Let $L_n$ be defined as follows:

$L_n = H_n - \frac{1}{2^n} \sum_{r=1}^{n} {n \choose r} H_r$

So, we need to find $\lim_{n \to \infty} L_n$

Now, using the integral representation of $H_k$ and binomial theorem, $\begin{aligned} L_n &= \int_0^1 \frac{1-x^n}{1-x} \, dx - \int_0^1 \frac{1-\left(\frac{1+x}{2} \right)^n }{1-x} \, dx \\&= \int_0^1 \frac{\left(1-\frac{x}{2} \right)^n - (1-x)^n}{x} \, dx \quad (\text{by using } x \mapsto 1-x) \\&= \int_1^2 \frac{\partial}{\partial a} \int_0^1 \frac{\left( 1- \frac{x}{a} \right)^n}{x} \, dx \, da \\&= \int_1^2 \int_0^1 \frac{\partial}{\partial a} \frac{\left( 1- \frac{x}{a} \right)^n}{x} \, dx \, da \\&= \int_1^2 \frac{n}{n+1} \frac{1}{a} \left\{ 1- \left( 1- \frac{1}{a} \right)^{n+1} \right \} \, da\end{aligned}$

Note that the integrand in the last line is dominated by $1$ (in the relevant interval).

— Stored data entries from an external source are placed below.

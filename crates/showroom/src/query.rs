use regex::{Regex, RegexBuilder};
use serde_json::{Map, Value};
use tracing::{debug, error};

use crate::{sort::SortSpec, Result, StoreError, ID_FIELD};

/// Operator keys in the order they are looked up in an operator object.
///
/// Only the first one present is applied; the rest of the object is ignored.
const OPERATOR_PRECEDENCE: [&str; 7] = ["$regex", "$in", "$gte", "$lte", "$gt", "$lt", "$ne"];

/// A condition on a single document field.
#[derive(Debug, Clone)]
pub enum Condition {
    /// Field is strictly equal to the value
    Equals(Value),
    /// String form of the field matches the expression
    Regex(RegexCondition),
    /// Field equals one of the values
    In(Vec<Value>),
    /// Field is greater than or equal to the value
    Gte(Value),
    /// Field is less than or equal to the value
    Lte(Value),
    /// Field is greater than the value
    Gt(Value),
    /// Field is less than the value
    Lt(Value),
    /// Field is not strictly equal to the value
    Ne(Value),
}

/// A compiled `$regex` condition together with its source.
#[derive(Debug, Clone)]
pub struct RegexCondition {
    /// The pattern as written in the filter
    pub pattern: String,
    /// The `$options` flags as written in the filter
    pub options: String,
    regex:       Regex,
}

impl RegexCondition {
    /// Compiles `pattern` with the given flag string.
    ///
    /// Recognized flags are `i` (case-insensitive), `m` (multi-line) and `s` (dot
    /// matches newline). `g`, `u` and `y` are accepted and have no effect here.
    pub fn new(field: &str, pattern: &str, options: &str) -> Result<Self> {
        let mut builder = RegexBuilder::new(pattern);
        for flag in options.chars() {
            match flag {
                'i' => {
                    builder.case_insensitive(true);
                },
                'm' => {
                    builder.multi_line(true);
                },
                's' => {
                    builder.dot_matches_new_line(true);
                },
                'g' | 'u' | 'y' => {},
                other => {
                    return Err(StoreError::InvalidFilter {
                        field:  field.to_owned(),
                        reason: format!("unsupported $options flag '{}'", other),
                    });
                },
            }
        }
        let regex = builder.build().map_err(|e| {
            error!("Failed to compile $regex '{}' on field '{}': {}", pattern, field, e);
            StoreError::InvalidRegex {
                pattern: pattern.to_owned(),
                source:  e,
            }
        })?;
        Ok(Self {
            pattern: pattern.to_owned(),
            options: options.to_owned(),
            regex,
        })
    }

    /// Tests the expression against a rendered field.
    pub fn is_match(&self, haystack: &str) -> bool { self.regex.is_match(haystack) }
}

/// A query filter: field conditions combined with AND.
///
/// Filters are usually parsed from the JSON form the web layer sends:
///
/// ```rust
/// use serde_json::json;
/// use showroom_store::Filter;
///
/// let filter = Filter::from_value(&json!({
///     "brand": "BMW",
///     "price": {"$gte": 3_000_000},
///     "model": {"$regex": "^x", "$options": "i"}
/// }))
/// .unwrap();
/// assert_eq!(filter.conditions().len(), 3);
/// ```
///
/// or built directly:
///
/// ```rust
/// use showroom_store::Filter;
///
/// let filter = Filter::new().eq("brand", "BMW").gte("price", 3_000_000);
/// assert!(!filter.is_empty());
/// ```
#[derive(Debug, Clone, Default)]
pub struct Filter {
    conditions: Vec<(String, Condition)>,
}

impl Filter {
    /// Creates an empty filter, which matches every document.
    pub const fn new() -> Self {
        Self {
            conditions: Vec::new(),
        }
    }

    /// Filter selecting a document by `_id`.
    pub fn by_id(id: &str) -> Self { Self::new().eq(ID_FIELD, id) }

    /// Parses the JSON filter grammar.
    ///
    /// `null` is accepted as the empty filter. An operator object that contains none
    /// of the recognized operators imposes no constraint on its field.
    pub fn from_value(value: &Value) -> Result<Self> {
        let map = match *value {
            Value::Null => return Ok(Self::new()),
            Value::Object(ref map) => map,
            Value::Bool(_) | Value::Number(_) | Value::String(_) | Value::Array(_) => {
                return Err(StoreError::InvalidFilter {
                    field:  String::new(),
                    reason: "filter must be a JSON object".to_owned(),
                });
            },
        };

        let mut filter = Self::new();
        for (field, spec) in map {
            match *spec {
                Value::Object(ref operators) => {
                    if let Some(condition) = parse_operators(field, operators)? {
                        filter.conditions.push((field.clone(), condition));
                    }
                    else {
                        debug!("No recognized operator for field '{}', ignoring", field);
                    }
                },
                _ => filter.conditions.push((field.clone(), Condition::Equals(spec.clone()))),
            }
        }
        Ok(filter)
    }

    /// Appends an arbitrary condition.
    #[must_use]
    pub fn condition(mut self, field: &str, condition: Condition) -> Self {
        self.conditions.push((field.to_owned(), condition));
        self
    }

    /// Field equals `value`.
    #[must_use]
    pub fn eq<V: Into<Value>>(self, field: &str, value: V) -> Self { self.condition(field, Condition::Equals(value.into())) }

    /// Field differs from `value`.
    #[must_use]
    pub fn ne<V: Into<Value>>(self, field: &str, value: V) -> Self { self.condition(field, Condition::Ne(value.into())) }

    /// Field is one of `values`.
    #[must_use]
    pub fn is_in(self, field: &str, values: Vec<Value>) -> Self { self.condition(field, Condition::In(values)) }

    /// Field is greater than or equal to `value`.
    #[must_use]
    pub fn gte<V: Into<Value>>(self, field: &str, value: V) -> Self { self.condition(field, Condition::Gte(value.into())) }

    /// Field is less than or equal to `value`.
    #[must_use]
    pub fn lte<V: Into<Value>>(self, field: &str, value: V) -> Self { self.condition(field, Condition::Lte(value.into())) }

    /// Field is greater than `value`.
    #[must_use]
    pub fn gt<V: Into<Value>>(self, field: &str, value: V) -> Self { self.condition(field, Condition::Gt(value.into())) }

    /// Field is less than `value`.
    #[must_use]
    pub fn lt<V: Into<Value>>(self, field: &str, value: V) -> Self { self.condition(field, Condition::Lt(value.into())) }

    /// String form of the field matches `pattern` compiled with `options`.
    pub fn regex(self, field: &str, pattern: &str, options: &str) -> Result<Self> {
        let condition = RegexCondition::new(field, pattern, options)?;
        Ok(self.condition(field, Condition::Regex(condition)))
    }

    /// Returns the conditions in declaration order.
    pub fn conditions(&self) -> &[(String, Condition)] { &self.conditions }

    /// Returns `true` when the filter matches every document.
    pub fn is_empty(&self) -> bool { self.conditions.is_empty() }
}

impl TryFrom<&Value> for Filter {
    type Error = StoreError;

    fn try_from(value: &Value) -> Result<Self> { Self::from_value(value) }
}

fn parse_operators(field: &str, operators: &Map<String, Value>) -> Result<Option<Condition>> {
    let Some((operator, operand)) = OPERATOR_PRECEDENCE
        .iter()
        .find_map(|op| operators.get(*op).map(|operand| (*op, operand)))
    else {
        return Ok(None);
    };

    let condition = match operator {
        "$regex" => {
            let pattern = operand.as_str().ok_or_else(|| {
                StoreError::InvalidFilter {
                    field:  field.to_owned(),
                    reason: "$regex expects a string pattern".to_owned(),
                }
            })?;
            let options = match operators.get("$options") {
                None => "",
                Some(Value::String(options)) => options.as_str(),
                Some(_) => {
                    return Err(StoreError::InvalidFilter {
                        field:  field.to_owned(),
                        reason: "$options expects a string of flags".to_owned(),
                    });
                },
            };
            Condition::Regex(RegexCondition::new(field, pattern, options)?)
        },
        "$in" => {
            let values = operand.as_array().ok_or_else(|| {
                StoreError::InvalidFilter {
                    field:  field.to_owned(),
                    reason: "$in expects an array".to_owned(),
                }
            })?;
            Condition::In(values.clone())
        },
        "$gte" => Condition::Gte(operand.clone()),
        "$lte" => Condition::Lte(operand.clone()),
        "$gt" => Condition::Gt(operand.clone()),
        "$lt" => Condition::Lt(operand.clone()),
        _ => Condition::Ne(operand.clone()),
    };
    Ok(Some(condition))
}

/// Options applied after filtering in
/// [`Collection::find_with_options`](crate::Collection::find_with_options).
///
/// Order of application: sort, skip, limit, projection.
#[derive(Debug, Clone, Default, PartialEq, Eq)]
pub struct FindOptions {
    /// Optional sort specification
    pub sort:       Option<SortSpec>,
    /// Number of results to skip
    pub skip:       Option<usize>,
    /// Maximum number of results
    pub limit:      Option<usize>,
    /// Fields to keep (`_id` is always kept)
    pub projection: Option<Vec<String>>,
}

impl FindOptions {
    /// Creates options that leave the result untouched.
    pub const fn new() -> Self {
        Self {
            sort:       None,
            skip:       None,
            limit:      None,
            projection: None,
        }
    }

    /// Sorts the matching documents.
    #[must_use]
    pub fn sort(mut self, sort: SortSpec) -> Self {
        self.sort = Some(sort);
        self
    }

    /// Skips the first `skip` documents.
    #[must_use]
    pub const fn skip(mut self, skip: usize) -> Self {
        self.skip = Some(skip);
        self
    }

    /// Returns at most `limit` documents.
    #[must_use]
    pub const fn limit(mut self, limit: usize) -> Self {
        self.limit = Some(limit);
        self
    }

    /// Keeps only the listed fields.
    #[must_use]
    pub fn projection(mut self, fields: Vec<&str>) -> Self {
        self.projection = Some(fields.into_iter().map(ToOwned::to_owned).collect());
        self
    }
}
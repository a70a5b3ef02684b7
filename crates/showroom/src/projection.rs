//! Document projection utilities.

use serde_json::Map;

use crate::{Document, ID_FIELD};

/// Projects a document to `_id` plus the listed fields.
///
/// Fields keep the order they have in the document. Listed fields the document lacks
/// are skipped. An empty list keeps only `_id`.
pub fn project_document(doc: &Document, fields: &[String]) -> Document {
    let projected: Map<_, _> = doc
        .fields()
        .iter()
        .filter(|&(key, _)| key == ID_FIELD || fields.iter().any(|f| f == key))
        .map(|(key, value)| (key.clone(), value.clone()))
        .collect();
    Document::from(projected)
}

#[cfg(test)]
mod tests {
    use serde_json::{json, Value};

    use super::*;

    fn create_doc(data: Value) -> Document { Document::from(data.as_object().unwrap().clone()) }

    #[test]
    fn test_project_keeps_id_and_listed_fields() {
        let doc = create_doc(json!({"_id": "c1", "brand": "BMW", "model": "X5", "price": 1}));
        let projected = project_document(&doc, &["price".to_owned(), "brand".to_owned()]);
        assert_eq!(
            Value::from(projected),
            json!({"_id": "c1", "brand": "BMW", "price": 1})
        );
    }

    #[test]
    fn test_project_skips_missing_fields() {
        let doc = create_doc(json!({"_id": "c1", "brand": "BMW"}));
        let projected = project_document(&doc, &["color".to_owned()]);
        assert_eq!(Value::from(projected), json!({"_id": "c1"}));
    }
}
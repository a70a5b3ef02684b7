use serde_json::Value;
use showroom_store::{Result, Store};
use tracing::info;

/// List the collections of the store, sorted by name.
pub async fn run(store: &Store) -> Result<Value> {
    info!("Listing collections in store {:?}", store.root_path());
    let names = store.list_collections().await?;
    info!("Found {} collections", names.len());
    Ok(Value::from(names))
}
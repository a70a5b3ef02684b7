//! Outcome shapes of mutating collection operations.

use serde::{Deserialize, Serialize};

/// Outcome of an update.
#[derive(Debug, Clone, Copy, Default, PartialEq, Eq, Serialize, Deserialize)]
#[serde(rename_all = "camelCase")]
pub struct UpdateResult {
    /// Documents selected by the filter (0 or 1)
    pub matched_count:  u64,
    /// Documents rewritten (0 or 1)
    pub modified_count: u64,
}

impl UpdateResult {
    pub(crate) const fn none() -> Self {
        Self {
            matched_count:  0,
            modified_count: 0,
        }
    }

    pub(crate) const fn one() -> Self {
        Self {
            matched_count:  1,
            modified_count: 1,
        }
    }
}

/// Outcome of a delete.
#[derive(Debug, Clone, Copy, Default, PartialEq, Eq, Serialize, Deserialize)]
#[serde(rename_all = "camelCase")]
pub struct DeleteResult {
    /// Documents removed
    pub deleted_count: u64,
}

#[cfg(test)]
mod tests {
    use serde_json::json;

    use super::*;

    #[test]
    fn test_serialize_camel_case() {
        assert_eq!(
            serde_json::to_value(UpdateResult::one()).unwrap(),
            json!({"matchedCount": 1, "modifiedCount": 1})
        );
        assert_eq!(
            serde_json::to_value(DeleteResult {
                deleted_count: 3,
            })
            .unwrap(),
            json!({"deletedCount": 3})
        );
    }

    #[test]
    fn test_none_is_default() {
        assert_eq!(UpdateResult::none(), UpdateResult::default());
    }
}
use std::path::PathBuf;

use clap::{Parser, Subcommand};
use serde_json::Value;
use showroom_store::{Filter, Result, Store, StoreConfig, StoreError};
use tracing::{debug, error};

/// Aggregate command module.
mod aggregate;
/// Count command module.
mod count;
/// Delete command module.
mod delete;
/// Drop command module.
mod drop_collection;
/// Find command module.
mod find;
/// Get command module.
mod get;
/// Insert command module.
mod insert;
/// List command module.
mod list;
/// Update command module.
mod update;

/// The CLI for the Showroom document store.
///
/// Every command opens the store, performs one operation and prints its result
/// as JSON on stdout.
#[derive(Parser)]
#[command(name = "showroom", version, about)]
pub struct Cli {
    #[command(subcommand)]
    /// The subcommand to execute.
    pub command: Commands,

    /// Storage root directory (overrides the configuration file) [default: data]
    #[arg(long, value_name = "PATH", global = true)]
    pub store: Option<PathBuf>,

    /// JSON configuration file for the store
    #[arg(long, value_name = "FILE", global = true)]
    pub config: Option<PathBuf>,

    /// Output logs in JSON format
    #[arg(long, global = true)]
    pub json: bool,

    /// Increase verbosity (can be used multiple times: -v for debug, -vv for trace)
    #[arg(short, long, action = clap::ArgAction::Count, global = true)]
    pub verbose: u8,
}

/// Enumeration of all available CLI commands.
#[derive(Subcommand)]
pub enum Commands {
    /// List the collections that have a backing file.
    List,
    /// Delete a collection file.
    Drop(drop_collection::DropArgs),
    /// Insert a document, or every element of a JSON array.
    Insert(insert::InsertArgs),
    /// Find documents, optionally sorted, paged and projected.
    Find(find::FindArgs),
    /// Print a document by `_id`.
    Get(get::GetArgs),
    /// Count documents matching a filter.
    Count(count::CountArgs),
    /// Update the first document matching an `_id` or a filter.
    Update(update::UpdateArgs),
    /// Delete the first, or every, document matching an `_id` or a filter.
    Delete(delete::DeleteArgs),
    /// Run an aggregation pipeline.
    Aggregate(aggregate::AggregateArgs),
}

/// Resolve the store configuration, open the store and run the command.
pub async fn run_command(cli: Cli) -> Result<()> {
    let config = resolve_config(cli.config.as_ref(), cli.store).await?;
    debug!("Using store configuration {:?}", config);
    let store = Store::open_with_config(config).await;

    let output = match cli.command {
        Commands::List => list::run(&store).await,
        Commands::Drop(args) => drop_collection::run(&store, args).await,
        Commands::Insert(args) => insert::run(&store, args).await,
        Commands::Find(args) => find::run(&store, args).await,
        Commands::Get(args) => get::run(&store, args).await,
        Commands::Count(args) => count::run(&store, args).await,
        Commands::Update(args) => update::run(&store, args).await,
        Commands::Delete(args) => delete::run(&store, args).await,
        Commands::Aggregate(args) => aggregate::run(&store, args).await,
    }?;
    print_json(&output)
}

/// Configuration file first, then `--store` on top.
async fn resolve_config(config_path: Option<&PathBuf>, store: Option<PathBuf>) -> Result<StoreConfig> {
    let mut config = match config_path {
        Some(path) => StoreConfig::load(path).await?,
        None => StoreConfig::default(),
    };
    if let Some(root) = store {
        config.root_path = root;
    }
    Ok(config)
}

/// Parse a JSON command-line argument.
fn parse_json(flag: &str, raw: &str) -> Result<Value> {
    serde_json::from_str(raw).map_err(|e| {
        error!("Argument {} is not valid JSON: {}", flag, e);
        StoreError::Json {
            source: e,
        }
    })
}

/// Build the filter targeted by `--id` or `--filter`; neither means every document.
fn target_filter(id: Option<&str>, filter: Option<&str>) -> Result<Filter> {
    match (id, filter) {
        (Some(id), _) => Ok(Filter::by_id(id)),
        (None, Some(raw)) => Filter::from_value(&parse_json("--filter", raw)?),
        (None, None) => Ok(Filter::new()),
    }
}

#[allow(clippy::print_stdout, reason = "CLI output")]
fn print_json(value: &Value) -> Result<()> {
    let json = serde_json::to_string_pretty(value).map_err(|e| {
        error!("Failed to serialize command output: {}", e);
        e
    })?;
    println!("{}", json);
    Ok(())
}

#[cfg(test)]
mod tests {
    use super::*;

    #[test]
    fn test_cli_parsing() {
        let cli = Cli::try_parse_from(["showroom", "--store", "/tmp/store", "list"]).unwrap();
        assert_eq!(cli.store, Some(PathBuf::from("/tmp/store")));
        assert!(matches!(cli.command, Commands::List));

        let cli = Cli::try_parse_from([
            "showroom",
            "find",
            "cars",
            "--filter",
            r#"{"brand": "BMW"}"#,
            "--sort",
            r#"{"price": -1}"#,
            "--skip",
            "2",
            "--limit",
            "5",
            "--project",
            "brand,price",
        ])
        .unwrap();
        match cli.command {
            Commands::Find(args) => {
                assert_eq!(args.collection, "cars");
                assert_eq!(args.skip, Some(2));
                assert_eq!(args.limit, Some(5));
                assert_eq!(args.project.as_deref(), Some("brand,price"));
            },
            _ => panic!("Expected Find command"),
        }
    }

    #[test]
    fn test_global_flags_after_subcommand() {
        let cli = Cli::try_parse_from(["showroom", "count", "cars", "-vv", "--json", "--store", "db"]).unwrap();
        assert_eq!(cli.verbose, 2);
        assert!(cli.json);
        assert_eq!(cli.store, Some(PathBuf::from("db")));
    }

    #[test]
    fn test_update_requires_a_target() {
        assert!(Cli::try_parse_from(["showroom", "update", "cars", "--data", "{}"]).is_err());
        assert!(Cli::try_parse_from([
            "showroom", "update", "cars", "--id", "a", "--filter", "{}", "--data", "{}"
        ])
        .is_err());
        assert!(Cli::try_parse_from(["showroom", "update", "cars", "--id", "a", "--data", "{}"]).is_ok());
    }

    #[test]
    fn test_invalid_command() {
        assert!(Cli::try_parse_from(["showroom", "vacuum"]).is_err());
        assert!(Cli::try_parse_from(["showroom", "get", "cars"]).is_err());
    }

    #[test]
    fn test_target_filter() {
        assert_eq!(target_filter(Some("x"), None).unwrap().conditions().len(), 1);
        assert!(target_filter(None, None).unwrap().is_empty());
        assert_eq!(
            target_filter(None, Some(r#"{"a": 1, "b": 2}"#))
                .unwrap()
                .conditions()
                .len(),
            2
        );
        assert!(matches!(
            target_filter(None, Some("{oops")),
            Err(StoreError::Json { .. })
        ));
    }

    #[tokio::test]
    async fn test_resolve_config() {
        let temp_dir = tempfile::tempdir().unwrap();
        let path = temp_dir.path().join("showroom.json");
        tokio::fs::write(&path, r#"{"root_path": "/srv/cars", "atomic_writes": false}"#)
            .await
            .unwrap();

        let config = resolve_config(Some(&path), None).await.unwrap();
        assert_eq!(config.root_path, PathBuf::from("/srv/cars"));
        assert!(!config.atomic_writes);

        let config = resolve_config(Some(&path), Some(PathBuf::from("/tmp/other")))
            .await
            .unwrap();
        assert_eq!(config.root_path, PathBuf::from("/tmp/other"));
        assert!(!config.atomic_writes);

        let config = resolve_config(None, None).await.unwrap();
        assert_eq!(config, StoreConfig::default());
    }
}
use clap::Args;
use serde_json::{json, Value};
use showroom_store::{Result, Store};
use tracing::info;

use super::target_filter;

/// Arguments for the count command.
#[derive(Args, Clone, Default)]
pub struct CountArgs {
    /// Collection name
    pub collection: String,
    /// Filter as JSON; every document is counted when omitted
    #[arg(long, value_name = "JSON")]
    pub filter:     Option<String>,
}

/// Count matching documents.
pub async fn run(store: &Store, args: CountArgs) -> Result<Value> {
    info!("Counting documents in collection '{}'", args.collection);
    let filter = target_filter(None, args.filter.as_deref())?;
    let count = store
        .collection(&args.collection)
        .count_documents(&filter)
        .await?;
    Ok(json!({"count": count}))
}

#[cfg(test)]
mod tests {
    use super::*;

    #[tokio::test]
    async fn test_count() {
        let temp_dir = tempfile::tempdir().unwrap();
        let store = Store::open(temp_dir.path()).await;
        store
            .collection("orders")
            .insert_many(vec![json!({"status": "paid"}), json!({"status": "pending"})])
            .await
            .unwrap();

        let all = run(&store, CountArgs {
            collection: "orders".to_owned(),
            filter:     None,
        })
        .await
        .unwrap();
        assert_eq!(all, json!({"count": 2}));

        let paid = run(&store, CountArgs {
            collection: "orders".to_owned(),
            filter:     Some(r#"{"status": "paid"}"#.to_owned()),
        })
        .await
        .unwrap();
        assert_eq!(paid, json!({"count": 1}));
    }
}
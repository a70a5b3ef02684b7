/// Collection aggregation operations.
pub mod aggregation;
/// Core collection implementation.
pub mod coll;
/// Collection write operations.
pub mod operations;
/// Collection query operations.
pub mod query;

pub use coll::*;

Using dominated convergence, we have

$\lim_{n \to \infty} L_n = \int_1^2 \frac{da}{a} = \ln \boxed{2}$

Since $H_n \; = \; \sum_{k=1}^n \frac{(-1)^{k-1}}{k}\binom{n}{k}$ we have $\sum_{r=1}^n \binom{n}{r}H_r \; = \; \sum_{k=1}^n \frac{(-1)^{k-1}}{k}\sum_{r=k}^n \binom{n}{r}\binom{r}{k} \; = \; \sum_{k=1}^n \frac{(-1)^{k-1}}{k}2^{n-k}\binom{n}{k}$ and hence $\begin{array}{rcl} \displaystyle L_n \; = \; H_n - 2^{-n}\sum_{r=1}^n \binom{n}{r}H_r & = & \displaystyle \sum_{k=1}^n \frac{(-1)^{k-1}}{k}\big[1 - 2^{-k}\big]\binom{n}{k} \; = \; \sum_{k=1}^n (-1)^{k-1} \binom{n}{k} \int_{\frac12}^1 t^{k-1}\,dt \\ & = & \displaystyle \int_{\frac12}^1 \frac{1 - (1-t)^n}{t}\,dt \; = \; \ln2 - \int_{\frac12}^1 (1-t)^n\frac{dt}{t} \end{array}$ and hence $\left|L_n - \ln2\right| \; \le\; \frac{\ln2}{2^n}$ Thus the answer is $2^2 = \boxed{4}$ , but we also see that the rate of convergence is exponential.